U.S. Attorney Vanessa Roberts Avery: “Glencore’s market price manipulation threatened not just financial harm but undermined participants’ faith in the commodities markets’ fair and efficient function that we all rely on. This guilty plea, and the substantial financial penalty incurred, is an appropriate consequence for Glencore’s criminal conduct, and we are pleased that Glencore has agreed to cooperate in any ongoing investigations and prosecutions relating to their misconduct, and to strengthen its compliance program company-wide. I thank both our partners at the U.S. Postal Inspection Service for their hard work and dedication in investigating this sophisticated set of facts and unraveling this scheme, and the Fraud Section, with whom we look forward to continuing our fruitful partnership of prosecuting complex financial and corporate criminal cases.
FBI Assistant Director Luis Quesada: “Guilty pleas by Glencore entities show that there is no place for corruption and fraud in international markets. Glencore engaged in long-running bribery and price manipulation conspiracies, ultimately costing the company over a billion dollars in fines. The FBI and our law enforcement partners will continue to investigate criminal financial activities and work to restore the public’s trust in the marketplace.”

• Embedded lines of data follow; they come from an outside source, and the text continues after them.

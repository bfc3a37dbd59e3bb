//! Chat concierge routes.
//!
//! The session cookie holds the chat id; the chat itself lives in
//! [`crate::chatbot::ChatSessions`]. A chat is bound to the subject that
//! started it, so a different token on the same cookie starts a new chat.

use std::convert::Infallible;

use async_stream::stream;
use axum::{
    Json, Router,
    extract::State,
    http::StatusCode,
    response::sse::{Event, KeepAlive, Sse},
    routing::{get, post},
};
use futures::Stream;
use serde::{Deserialize, Serialize};
use tokio::sync::mpsc;
use tower_sessions::Session;
use tracing::{debug, instrument};
use uuid::Uuid;

use eshop_core::identity::VerifiedIdentity;

use crate::ai::ChatTurn;
use crate::chatbot::{ChatPhase, ChatState, SharedChat};
use crate::error::AppError;
use crate::middleware::RequireUser;
use crate::middleware::session::{CHAT_ID_KEY, CHAT_OWNER_KEY};
use crate::state::AppState;

/// SSE event name for transcript snapshots.
pub const TRANSCRIPT_EVENT: &str = "transcript";

/// Build the chat router.
pub fn router() -> Router<AppState> {
    Router::new()
        .route("/chat", get(show_chat).delete(end_chat))
        .route("/chat/messages", post(send_message))
        .route("/chat/messages/stream", post(stream_message))
}

/// Visible state of a chat: every turn except the system instruction.
#[derive(Debug, Clone, Serialize)]
#[serde(rename_all = "camelCase")]
pub struct ChatView {
    pub messages: Vec<ChatTurn>,
    pub phase: ChatPhase,
}

impl From<&ChatState> for ChatView {
    fn from(state: &ChatState) -> Self {
        Self {
            messages: state.transcript().conversation().cloned().collect(),
            phase: state.phase(),
        }
    }
}

/// Request body for sending a message.
#[derive(Debug, Deserialize)]
pub struct SendMessage {
    pub message: String,
}

impl SendMessage {
    fn into_text(self) -> Result<String, AppError> {
        if self.message.trim().is_empty() {
            return Err(AppError::BadRequest("message must not be empty".to_string()));
        }
        Ok(self.message)
    }
}

/// Resolve the caller's chat, starting one if needed.
async fn current_chat(
    state: &AppState,
    session: &Session,
    user: &VerifiedIdentity,
) -> Result<SharedChat, AppError> {
    let existing = session.get::<Uuid>(CHAT_ID_KEY).await?;
    let owner = session.get::<String>(CHAT_OWNER_KEY).await?;

    let id = match existing {
        Some(id) if owner.as_deref() == Some(user.subject.as_str()) => id,
        _ => {
            let id = Uuid::new_v4();
            session.insert(CHAT_ID_KEY, id).await?;
            session.insert(CHAT_OWNER_KEY, &user.subject).await?;
            debug!(chat_id = %id, "Assigned new chat to session");
            id
        }
    };

    let provider = state.provider();
    let profile = user.profile.clone();
    Ok(state
        .chats()
        .get_or_start(id, move || ChatState::start(provider, profile))
        .await)
}

/// Show the current transcript.
///
/// GET /chat
async fn show_chat(
    State(state): State<AppState>,
    session: Session,
    RequireUser(user): RequireUser,
) -> Result<Json<ChatView>, AppError> {
    let chat = current_chat(&state, &session, &user).await?;
    let guard = chat.lock().await;
    Ok(Json(ChatView::from(&*guard)))
}

/// Send a message and wait for the reply.
///
/// POST /chat/messages
#[instrument(skip_all, fields(subject = %user.subject))]
async fn send_message(
    State(state): State<AppState>,
    session: Session,
    RequireUser(user): RequireUser,
    Json(body): Json<SendMessage>,
) -> Result<Json<ChatView>, AppError> {
    let text = body.into_text()?;
    let chat = current_chat(&state, &session, &user).await?;

    let mut guard = chat.lock().await;
    guard.submit_user_message(&text, |_| {}).await;
    Ok(Json(ChatView::from(&*guard)))
}

/// Send a message and stream transcript snapshots as the turn progresses.
///
/// POST /chat/messages/stream
///
/// Emits one `transcript` event when the user turn is appended and one when
/// the reply (or apology) lands, then closes.
#[instrument(skip_all, fields(subject = %user.subject))]
async fn stream_message(
    State(state): State<AppState>,
    session: Session,
    RequireUser(user): RequireUser,
    Json(body): Json<SendMessage>,
) -> Result<Sse<impl Stream<Item = Result<Event, Infallible>>>, AppError> {
    let text = body.into_text()?;
    let chat = current_chat(&state, &session, &user).await?;

    let (tx, mut rx) = mpsc::unbounded_channel::<ChatView>();
    tokio::spawn(async move {
        let mut guard = chat.lock().await;
        guard
            .submit_user_message(&text, |s| {
                // Receiver gone means the client disconnected; the turn still completes.
                let _ = tx.send(ChatView::from(s));
            })
            .await;
    });

    let events = stream! {
        while let Some(view) = rx.recv().await {
            yield Ok(transcript_event(&view));
        }
    };

    Ok(Sse::new(events).keep_alive(KeepAlive::default()))
}

fn transcript_event(view: &ChatView) -> Event {
    Event::default()
        .event(TRANSCRIPT_EVENT)
        .json_data(view)
        .unwrap_or_else(|e| {
            tracing::error!(error = %e, "Failed to serialize transcript");
            Event::default().event("error").data("failed to serialize transcript")
        })
}

/// Discard the caller's chat.
///
/// DELETE /chat
async fn end_chat(
    State(state): State<AppState>,
    session: Session,
    RequireUser(_user): RequireUser,
) -> Result<StatusCode, AppError> {
    if let Some(id) = session.remove::<Uuid>(CHAT_ID_KEY).await? {
        state.chats().remove(&id).await;
        debug!(chat_id = %id, "Chat discarded");
    }
    session.remove::<String>(CHAT_OWNER_KEY).await?;
    Ok(StatusCode::NO_CONTENT)
}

Additional enforcement overseas
The matter also involved enforcement actions in multiple countries. In the UK, Glencore had charges brought against it by the U.K.’s Serious Fraud Office (SFO) and reached separate parallel resolutions with the Brazilian Ministério Público Federal (MPF) and the Commodity Futures Trading Commission (CFTC). Under the terms of the plea agreement, the department has agreed to credit the company over $256 million in payments that it makes to the CFTC, to the court in the U.K. as well as to authorities in Switzerland, in the event that the company reaches a resolution with Swiss authorities within one year.

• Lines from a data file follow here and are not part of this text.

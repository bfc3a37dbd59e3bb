//! Capability registration for model tool use.
//!
//! Tools are registered explicitly in a [`ToolRegistry`] that travels with
//! each completion request. Providers translate [`ToolDefinition`]s into
//! their wire format and route calls back through [`ToolRegistry::invoke`].

use std::sync::Arc;

use async_trait::async_trait;
use serde::Serialize;
use thiserror::Error;
use tracing::instrument;

/// Errors raised when invoking a tool.
#[derive(Debug, Error)]
pub enum ToolError {
    /// The model asked for a tool that is not registered.
    #[error("unknown tool: {0}")]
    UnknownTool(String),

    /// The tool ran but failed.
    #[error("tool execution error: {0}")]
    Execution(String),
}

/// Provider-neutral description of a tool.
#[derive(Debug, Clone, PartialEq, Serialize)]
pub struct ToolDefinition {
    pub name: String,
    pub description: String,
    /// JSON Schema for the tool's input.
    pub input_schema: serde_json::Value,
}

impl ToolDefinition {
    /// A tool that takes no arguments.
    #[must_use]
    pub fn without_parameters(name: impl Into<String>, description: impl Into<String>) -> Self {
        Self {
            name: name.into(),
            description: description.into(),
            input_schema: serde_json::json!({ "type": "object", "properties": {} }),
        }
    }
}

/// A capability the model may call.
#[async_trait]
pub trait Tool: Send + Sync {
    fn definition(&self) -> ToolDefinition;

    /// Run the tool and return its result as text.
    ///
    /// # Errors
    ///
    /// Returns `ToolError::Execution` if the tool fails.
    async fn invoke(&self, input: &serde_json::Value) -> Result<String, ToolError>;
}

/// Explicit table of callable tools.
#[derive(Clone, Default)]
pub struct ToolRegistry {
    tools: Vec<Arc<dyn Tool>>,
}

impl std::fmt::Debug for ToolRegistry {
    fn fmt(&self, f: &mut std::fmt::Formatter<'_>) -> std::fmt::Result {
        f.debug_list()
            .entries(self.tools.iter().map(|t| t.definition().name))
            .finish()
    }
}

impl ToolRegistry {
    #[must_use]
    pub fn new() -> Self {
        Self::default()
    }

    /// Register a tool. A later registration with the same name replaces
    /// the earlier one.
    pub fn register(&mut self, tool: Arc<dyn Tool>) {
        let name = tool.definition().name;
        self.tools.retain(|t| t.definition().name != name);
        self.tools.push(tool);
    }

    #[must_use]
    pub fn is_empty(&self) -> bool {
        self.tools.is_empty()
    }

    #[must_use]
    pub fn len(&self) -> usize {
        self.tools.len()
    }

    /// Definitions of all registered tools, in registration order.
    #[must_use]
    pub fn definitions(&self) -> Vec<ToolDefinition> {
        self.tools.iter().map(|t| t.definition()).collect()
    }

    /// Invoke a tool by name.
    ///
    /// # Errors
    ///
    /// Returns `ToolError::UnknownTool` if no tool has this name, or the
    /// tool's own error.
    #[instrument(skip(self, input))]
    pub async fn invoke(&self, name: &str, input: &serde_json::Value) -> Result<String, ToolError> {
        let tool = self
            .tools
            .iter()
            .find(|t| t.definition().name == name)
            .ok_or_else(|| ToolError::UnknownTool(name.to_string()))?;

        tool.invoke(input).await
    }

    /// Invoke a tool and fold failures into an error result for the model.
    ///
    /// Returns the result text and whether it is an error.
    pub async fn invoke_for_model(&self, name: &str, input: &serde_json::Value) -> (String, bool) {
        match self.invoke(name, input).await {
            Ok(result) => (result, false),
            Err(e) => {
                tracing::warn!(tool = name, error = %e, "Tool invocation failed");
                (format!("Error: {e}"), true)
            }
        }
    }
}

SFO Director Lisa Osofsky said in a news release, “This significant investigation, which the Serious Fraud Office has brought to court in less than three years, is the result of our expertise, our tenacity and the strength of our partnership with the U.S. and other jurisdictions. “We won’t stop fighting serious fraud, bribery and corruption, and we look forward to the next steps in this major prosecution.”
Interestingly, the plea agreement requires Glencore to retain two compliance monitors for three years. This is a very significant development, which ties to the speech by Deputy Attorney General Lisa Monaco from October 2021. We will consider the implications as well in greater detail.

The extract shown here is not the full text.